03 August by Miriam Heale


The reality of climate change is shocking, as depicted by this picture of a starving polar bear (courtesy of Kerstin Langenberger in Svalbard, and posted to her Facebook page).  I debated whether or not to include this photograph, but it's all too easy to speak of 'climate change' in the abstract and refer to 'global warming' as a concept, and this image really brings home the horrific impact global warming is having on our planet and its inhabitants.

According to a new report released today entitled the State of the Climate from the US National Oceanic and Atmospheric Administration (NOAA) and backed by more than 450 scientists from 62 countries, 2015 has been recorded as the warmest year on record and 2016 is set to top it!

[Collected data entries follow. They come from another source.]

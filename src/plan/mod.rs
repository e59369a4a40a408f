//! Install plan resolution
//!
//! The plan is resolved once per run by merging, in precedence order
//! (later wins): built-in defaults ← config file ← CLI flags ← interactive
//! choices. It is immutable once the step pipeline starts; the front ends
//! hand it to the pipeline by reference.

pub mod config_file;

pub use config_file::ConfigFile;

use std::collections::BTreeSet;
use std::path::PathBuf;

use normpath::PathExt;

use crate::cli::Cli;
use crate::domain::{ComponentCatalog, Platform};
use crate::error::{InstallerError, Result};

/// Resolved installation configuration
#[derive(Debug, Clone)]
pub struct InstallPlan {
    pub install_path: PathBuf,
    /// Effective component selection; always contains every required id
    pub components: BTreeSet<String>,
    pub license_accepted: bool,
    pub create_shortcuts: bool,
    pub install_service: bool,
    pub verbose: bool,
}

impl InstallPlan {
    /// Resolve the plan from defaults, the optional config file, and CLI flags.
    ///
    /// Interactive choices are layered on top by the wizard before the plan
    /// is frozen. Config file parse failure is a hard error raised here,
    /// before any filesystem mutation.
    pub fn resolve(catalog: &ComponentCatalog, platform: Platform, cli: &Cli) -> Result<Self> {
        // Built-in defaults
        let mut plan = InstallPlan {
            install_path: platform.default_install_path(),
            components: catalog.default_selection(),
            license_accepted: false,
            create_shortcuts: true,
            install_service: true,
            verbose: cli.verbose,
        };

        // Config file overrides defaults
        if let Some(ref config_path) = cli.config_file {
            let config = ConfigFile::load(config_path)?;
            plan.apply_config(&config);
        }

        // CLI flags override the config file. Flags are one-way switches,
        // matching their help text: absence never resets a config value.
        if let Some(ref path) = cli.install_path {
            plan.install_path = path.clone();
        }
        if cli.accept_license {
            plan.license_accepted = true;
        }
        if cli.no_service {
            plan.install_service = false;
        }
        if cli.no_shortcuts {
            plan.create_shortcuts = false;
        }
        if cli.include_examples {
            plan.components.insert("examples".to_string());
        }

        plan.normalize_components(catalog);
        plan.normalize_install_path();
        Ok(plan)
    }

    fn apply_config(&mut self, config: &ConfigFile) {
        if let Some(ref path) = config.install_path {
            self.install_path = PathBuf::from(path);
        }
        if let Some(accept) = config.accept_license {
            self.license_accepted = accept;
        }
        if let Some(shortcuts) = config.create_shortcuts {
            self.create_shortcuts = shortcuts;
        }
        if let Some(service) = config.install_service {
            self.install_service = service;
        }
        if let Some(ref components) = config.components {
            for (id, enabled) in components {
                if *enabled {
                    self.components.insert(id.clone());
                } else {
                    self.components.remove(id);
                }
            }
        }
    }

    /// Keep the component selection consistent with the feature toggles and
    /// guarantee required components are present.
    fn normalize_components(&mut self, catalog: &ComponentCatalog) {
        if !self.create_shortcuts {
            self.components.remove("shortcuts");
        }
        if !self.install_service {
            self.components.remove("service");
        }
        self.components = catalog.normalize(&self.components);
    }

    /// Normalize the operator-supplied path where possible. A path that does
    /// not exist yet is kept as given; PrepareDirectory creates it later.
    fn normalize_install_path(&mut self) {
        self.install_path = self
            .install_path
            .normalize()
            .map(|np| np.into_path_buf())
            .unwrap_or_else(|_| self.install_path.clone());
    }

    /// Pre-flight gate: pipeline execution is only permitted once the
    /// license has been accepted through some source.
    pub fn validate_for_run(&self) -> Result<()> {
        if !self.license_accepted {
            return Err(InstallerError::LicenseNotAccepted);
        }
        Ok(())
    }
}
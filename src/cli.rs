//! CLI definitions using clap derive API
//!
//! A single binary with two entry modes: the interactive wizard (default) and
//! silent mode (`--silent`), driven entirely by flags and an optional JSON
//! config file.

use clap::Parser;
use clap::builder::{Styles, styling::AnsiColor};
use std::path::PathBuf;

/// Minecraft Server Wrapper installer
#[derive(Parser, Debug, Clone)]
#[command(
    name = "mcwrap-installer",
    author,
    version,
    styles = Styles::styled()
        .header(AnsiColor::Green.on_default().bold())
        .usage(AnsiColor::Green.on_default().bold())
        .literal(AnsiColor::Cyan.on_default().bold())
        .placeholder(AnsiColor::Cyan.on_default()),
    about = "Installer for Minecraft Server Wrapper",
    long_about = "Installs the Minecraft Server Wrapper web-based management tool. \
                  Run without flags for the interactive wizard, or with --silent for \
                  unattended installation driven by flags and an optional JSON config file.",
    after_help = "Examples:\n   \
                  mcwrap-installer                                   # interactive wizard\n   \
                  mcwrap-installer -S -a                             # silent, default path\n   \
                  mcwrap-installer -S -a -p ~/mcwrap --no-service    # silent, custom path\n   \
                  mcwrap-installer -S -c install.json                # silent, config file\n"
)]
pub struct Cli {
    /// Run in silent (unattended) mode
    #[arg(long, short = 'S')]
    pub silent: bool,

    /// Installation directory path
    #[arg(long, short = 'p', value_name = "PATH")]
    pub install_path: Option<PathBuf>,

    /// Accept the license agreement
    #[arg(long, short = 'a')]
    pub accept_license: bool,

    /// Skip system service staging
    #[arg(long)]
    pub no_service: bool,

    /// Skip desktop shortcut creation
    #[arg(long)]
    pub no_shortcuts: bool,

    /// Include example configurations
    #[arg(long)]
    pub include_examples: bool,

    /// JSON configuration file for installation settings
    #[arg(long, short = 'c', value_name = "PATH")]
    pub config_file: Option<PathBuf>,

    /// Verbose output
    #[arg(long, short = 'v')]
    pub verbose: bool,

    /// Directory holding the payload file set (defaults to the current directory)
    #[arg(long, value_name = "DIR", hide = true, env = "MCWRAP_PAYLOAD_DIR")]
    pub payload_dir: Option<PathBuf>,
}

A combination of greenhouse gases and one of the strongest El Niño events since at least 1950, have created average global temperatures which surpass 1C above pre-industrial levels.

Last year was record-breaking for concentrations of all three of the main greenhouse gases that contribute to climate change, namely; carbon dioxide (CO2), methane (CH4), and nitrous oxide (N2O).

The Mauna Loa Observatory recorded that average concentration for the year surpassed 400 parts per million (ppm) for the first time in over 50 years, and CO2 levels were 3.1ppm greater than 2014 (the largest annual increase in 58 years).

These figures make it even harder to achieve the recent target set at the Paris climate summit to keep the increase in global average temperature to below 1.5°C above pre-industrial levels, and even make it challenging to stay under the previous target of 2 degrees.

More needs to be done, with more worldwide support for renewable energy, carbon reduction, energy efficiencies, innovation into electric vehicles and energy storage. 

We’re getting there, but are we getting there fast enough to save the polar ice from melting and the oceans from warming?